Ist es wirklich ungesund, wenn man das tiefe Gefühl hat um das es sich lohnt um etwas zu kämpfen?

Ich könnte jederzeit gehen und aufgeben, dessen bin ich mir bewusst.
Aber ich möchte es nicht, weil in mir noch genügend Potenzial ist um an uns und ihn zu glauben.

Dass ich mich dabei häufig selbst verlieren, es mir nicht gut geht und ich nicht das leben kann wonach ich mich sehne, weiß und spüre ich jeden Tag.

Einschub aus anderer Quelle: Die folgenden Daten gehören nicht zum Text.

impl SqliteStore {
    /// Open a database file (creates if doesn't exist)
    pub fn open(path: &Path) -> Result<Self> {
        if let Some(parent) = path.parent().filter(|p| !p.as_os_str().is_empty()) {
            std::fs::create_dir_all(parent)?;
        }
        let conn = Connection::open(path)?;
        let store = Self { conn };
        store.initialize_schema()?;
        Ok(store)
    }

    /// Open an in-memory database (for testing)
    pub fn open_in_memory() -> Result<Self> {
        let conn = Connection::open_in_memory()?;
        let store = Self { conn };
        store.initialize_schema()?;
        Ok(store)
    }

    /// Initialize the database schema
    fn initialize_schema(&self) -> Result<()> {
        self.conn.execute_batch("PRAGMA foreign_keys = ON;")?;
        for stmt in schema::all_schema_statements() {
            self.conn.execute(stmt, [])?;
        }
        Ok(())
    }

    // ========== Content Type Operations ==========

    /// Register (or re-register) a content type
    pub fn register_type(&self, content_type: &ContentType) -> Result<()> {
        self.conn.execute(
            "INSERT OR REPLACE INTO content_types (name, label, show_ui) VALUES (?1, ?2, ?3)",
            params![content_type.name, content_type.label, content_type.show_ui],
        )?;
        Ok(())
    }

    /// Check whether a content type is registered
    pub fn type_exists(&self, name: &str) -> Result<bool> {
        let found: Option<i64> = self.conn
            .query_row("SELECT 1 FROM content_types WHERE name = ?1", [name], |row| row.get(0))
            .optional()?;
        Ok(found.is_some())
    }

    /// List content types, optionally only those shown in admin selectors
    pub fn list_types(&self, show_ui_only: bool) -> Result<Vec<ContentType>> {
        let sql = if show_ui_only {
            "SELECT name, label, show_ui FROM content_types WHERE show_ui = 1 ORDER BY name"
        } else {
            "SELECT name, label, show_ui FROM content_types ORDER BY name"
        };
        let mut stmt = self.conn.prepare(sql)?;

        let types = stmt
            .query_map([], |row| {
                Ok(ContentType {
                    name: row.get(0)?,
                    label: row.get(1)?,
                    show_ui: row.get(2)?,
                })
            })?
            .collect::<rusqlite::Result<Vec<_>>>()?;

        Ok(types)
    }

    // ========== Record Operations ==========

    /// Insert a record and return its new id (the `id` field is ignored)
    pub fn insert_record(&self, record: &Record) -> Result<RecordId> {
        self.conn.execute(
            "INSERT INTO records (record_type, title, slug, status, body) VALUES (?1, ?2, ?3, ?4, ?5)",
            params![
                record.record_type,
                record.title,
                record.slug,
                record.status.as_str(),
                record.body,
            ],
        )?;
        Ok(self.conn.last_insert_rowid())
    }

    /// Get a record by id
    pub fn get_record(&self, id: RecordId) -> Result<Option<Record>> {
        self.conn
            .query_row(
                "SELECT id, record_type, title, slug, status, body FROM records WHERE id = ?1",
                [id],
                |row| self.row_to_record(row),
            )
            .optional()
            .map_err(Into::into)
    }

    /// List records, optionally of one type, by id
    pub fn list_records(&self, record_type: Option<&str>) -> Result<Vec<Record>> {
        let records = match record_type {
            Some(t) => {
                let mut stmt = self.conn.prepare(
                    "SELECT id, record_type, title, slug, status, body FROM records WHERE record_type = ?1 ORDER BY id",
                )?;
                stmt.query_map([t], |row| self.row_to_record(row))?
                    .collect::<rusqlite::Result<Vec<_>>>()?
            }
            None => {
                let mut stmt = self.conn.prepare(
                    "SELECT id, record_type, title, slug, status, body FROM records ORDER BY id",
                )?;
                stmt.query_map([], |row| self.row_to_record(row))?
                    .collect::<rusqlite::Result<Vec<_>>>()?
            }
        };
        Ok(records)
    }

    /// Change a record's publish status. Returns false when the record is missing.
    pub fn set_status(&self, id: RecordId, status: PublishStatus) -> Result<bool> {
        let changed = self.conn.execute(
            "UPDATE records SET status = ?1 WHERE id = ?2",
            params![status.as_str(), id],
        )?;
        Ok(changed > 0)
    }

    /// Delete a record; its meta rows cascade
    pub fn delete_record(&self, id: RecordId) -> Result<bool> {
        let changed = self.conn.execute("DELETE FROM records WHERE id = ?1", [id])?;
        Ok(changed > 0)
    }

    /// Fetch published records among `ids`, in the order of `ids`
    pub fn published_by_ids(&self, ids: &[RecordId]) -> Result<Vec<Record>> {
        if ids.is_empty() {
            return Ok(Vec::new());
        }

        let sql = format!(
            "SELECT id, record_type, title, slug, status, body FROM records WHERE status = 'publish' AND id IN ({})",
            placeholders(ids.len())
        );
        let mut stmt = self.conn.prepare(&sql)?;
        let found = stmt
            .query_map(params_from_iter(ids.iter()), |row| self.row_to_record(row))?
            .collect::<rusqlite::Result<Vec<_>>>()?;

        let mut ordered = Vec::with_capacity(found.len());
        for id in ids {
            if ordered.iter().any(|r: &Record| r.id == *id) {
                continue;
            }
            if let Some(record) = found.iter().find(|r| r.id == *id) {
                ordered.push(record.clone());
            }
        }
        Ok(ordered)
    }

    /// Published records of the given types (any type when empty), by title
    pub fn published_candidates(&self, types: &[String]) -> Result<Vec<Record>> {
        let mut sql = String::from(
            "SELECT id, record_type, title, slug, status, body FROM records WHERE status = 'publish'",
        );
        if !types.is_empty() {
            sql.push_str(&format!(" AND record_type IN ({})", placeholders(types.len())));
        }
        sql.push_str(" ORDER BY title, id");

        let mut stmt = self.conn.prepare(&sql)?;
        let records = stmt
            .query_map(params_from_iter(types.iter()), |row| self.row_to_record(row))?
            .collect::<rusqlite::Result<Vec<_>>>()?;
        Ok(records)
    }

    /// Count all records
    pub fn count_records(&self) -> Result<usize> {
        let count: i64 = self.conn.query_row("SELECT COUNT(*) FROM records", [], |row| row.get(0))?;
        Ok(count as usize)
    }

    /// Helper to convert a row to a Record
    fn row_to_record(&self, row: &rusqlite::Row) -> rusqlite::Result<Record> {
        let status_str: String = row.get(4)?;
        let status: PublishStatus = status_str.parse().map_err(|e: Error| {
            rusqlite::Error::FromSqlConversionFailure(4, rusqlite::types::Type::Text, Box::new(e))
        })?;

        Ok(Record {
            id: row.get(0)?,
            record_type: row.get(1)?,
            title: row.get(2)?,
            slug: row.get(3)?,
            status,
            body: row.get(5)?,
        })
    }

    // ========== Record Meta Operations ==========

    /// Get one meta value
    pub fn get_meta(&self, record_id: RecordId, meta_key: &str) -> Result<Option<String>> {
        self.conn
            .query_row(
                "SELECT meta_value FROM record_meta WHERE record_id = ?1 AND meta_key = ?2",
                params![record_id, meta_key],
                |row| row.get(0),
            )
            .optional()
            .map_err(Into::into)
    }

    /// Write one meta value, replacing whatever was there
    pub fn set_meta(&self, record_id: RecordId, meta_key: &str, meta_value: &str) -> Result<()> {
        self.conn.execute(
            "INSERT OR REPLACE INTO record_meta (record_id, meta_key, meta_value) VALUES (?1, ?2, ?3)",
            params![record_id, meta_key, meta_value],
        )?;
        Ok(())
    }

    /// Scan meta rows whose key starts with `prefix`, joined to their record.
    ///
    /// `record_types` (when non-empty) and `only_published` narrow the scan
    /// inside SQLite; values are returned raw.
    pub fn scan_meta(
        &self,
        prefix: &str,
        record_types: &[String],
        only_published: bool,
    ) -> Result<Vec<MetaRow>> {
        let mut sql = String::from(
            r#"
            SELECT r.id, r.record_type, r.status, m.meta_key, m.meta_value
            FROM record_meta m
            INNER JOIN records r ON r.id = m.record_id
            WHERE m.meta_key LIKE ?1 ESCAPE '\'
            "#,
        );
        if only_published {
            sql.push_str(" AND r.status = 'publish'");
        }
        if !record_types.is_empty() {
            let in_list: Vec<String> = (0..record_types.len()).map(|i| format!("?{}", i + 2)).collect();
            sql.push_str(&format!(" AND r.record_type IN ({})", in_list.join(", ")));
        }
        sql.push_str(" ORDER BY r.id, m.meta_key");

        let mut values = Vec::with_capacity(record_types.len() + 1);
        values.push(Value::Text(format!("{}%", escape_like(prefix))));
        values.extend(record_types.iter().cloned().map(Value::Text));

        let mut stmt = self.conn.prepare(&sql)?;
        let rows = stmt
            .query_map(params_from_iter(values.iter()), |row| {
                let status_str: String = row.get(2)?;
                let status: PublishStatus = status_str.parse().map_err(|e: Error| {
                    rusqlite::Error::FromSqlConversionFailure(2, rusqlite::types::Type::Text, Box::new(e))
                })?;
                Ok(MetaRow {
                    record_id: row.get(0)?,
                    record_type: row.get(1)?,
                    status,
                    meta_key: row.get(3)?,
                    meta_value: row.get(4)?,
                })
            })?
            .collect::<rusqlite::Result<Vec<_>>>()?;

        Ok(rows)
    }

    /// Count meta rows whose key starts with `prefix`
    pub fn count_meta_with_prefix(&self, prefix: &str) -> Result<usize> {
        let count: i64 = self.conn.query_row(
            r"SELECT COUNT(*) FROM record_meta WHERE meta_key LIKE ?1 ESCAPE '\'",
            [format!("{}%", escape_like(prefix))],
            |row| row.get(0),
        )?;
        Ok(count as usize)
    }

    /// Count all meta rows
    pub fn count_meta(&self) -> Result<usize> {
        let count: i64 = self.conn.query_row("SELECT COUNT(*) FROM record_meta", [], |row| row.get(0))?;
        Ok(count as usize)
    }

    // ========== Option Operations ==========

    /// Get a named option blob
    pub fn get_option(&self, name: &str) -> Result<Option<String>> {
        self.conn
            .query_row("SELECT value FROM options WHERE name = ?1", [name], |row| row.get(0))
            .optional()
            .map_err(Into::into)
    }

    /// Store an option only if it does not exist yet. Returns true when written.
    pub fn add_option(&self, name: &str, value: &str) -> Result<bool> {
        let changed = self.conn.execute(
            "INSERT OR IGNORE INTO options (name, value) VALUES (?1, ?2)",
            params![name, value],
        )?;
        Ok(changed > 0)
    }

    /// Store an option, replacing any previous value
    pub fn update_option(&self, name: &str, value: &str) -> Result<()> {
        self.conn.execute(
            "INSERT OR REPLACE INTO options (name, value) VALUES (?1, ?2)",
            params![name, value],
        )?;
        Ok(())
    }

    /// Get database statistics
    pub fn stats(&self, attachment_prefix: &str) -> Result<DbStats> {
        let content_types: i64 = self.conn.query_row("SELECT COUNT(*) FROM content_types", [], |row| row.get(0))?;
        let options: i64 = self.conn.query_row("SELECT COUNT(*) FROM options", [], |row| row.get(0))?;
        Ok(DbStats {
            content_types: content_types as usize,
            records: self.count_records()?,
            meta_rows: self.count_meta()?,
            attachment_rows: self.count_meta_with_prefix(attachment_prefix)?,
            options: options as usize,
        })
    }
}
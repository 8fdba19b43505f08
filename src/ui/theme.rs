use owo_colors::Style;
use std::sync::OnceLock;

static THEME: OnceLock<Theme> = OnceLock::new();

#[derive(Debug, Clone)]
pub struct Theme {
    pub header: Style,
    pub success: Style,
    pub error: Style,
    pub warn: Style,
    pub info: Style,
    pub dim: Style,
    pub muted: Style,
    /// Relation keys and meta keys
    pub key: Style,
}

impl Theme {
    /// Colored on a terminal unless `NO_COLOR` is set
    pub fn detect() -> Self {
        let no_color = std::env::var_os("NO_COLOR").is_some_and(|v| !v.is_empty());
        if no_color || !console::Term::stdout().is_term() {
            return Self::plain();
        }
        Self::colored()
    }

    pub fn colored() -> Self {
        Self {
            header: Style::new().cyan().bold(),
            success: Style::new().green().bold(),
            error: Style::new().red().bold(),
            warn: Style::new().yellow().bold(),
            info: Style::new().magenta(),
            dim: Style::new().white().dimmed(),
            muted: Style::new().bright_black(),
            key: Style::new().blue().bold(),
        }
    }

    pub fn plain() -> Self {
        Self {
            header: Style::new(),
            success: Style::new(),
            error: Style::new(),
            warn: Style::new(),
            info: Style::new(),
            dim: Style::new(),
            muted: Style::new(),
            key: Style::new(),
        }
    }
}

pub fn theme() -> &'static Theme {
    THEME.get_or_init(Theme::detect)
}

Aber ihn und unsere Partnerschaft aufzugeben ist keine Alternative - ich kann mir zur Zeit überhaupt nicht vorstellen mit einem anderen Mann zusammen zu sein....

Vielleicht deute ich in seinem "ich weiß es nicht " viel zu viel hinein - es heißt eigentlich GAR NICHTS.........und ich klammere mich daran wie eine Blöde....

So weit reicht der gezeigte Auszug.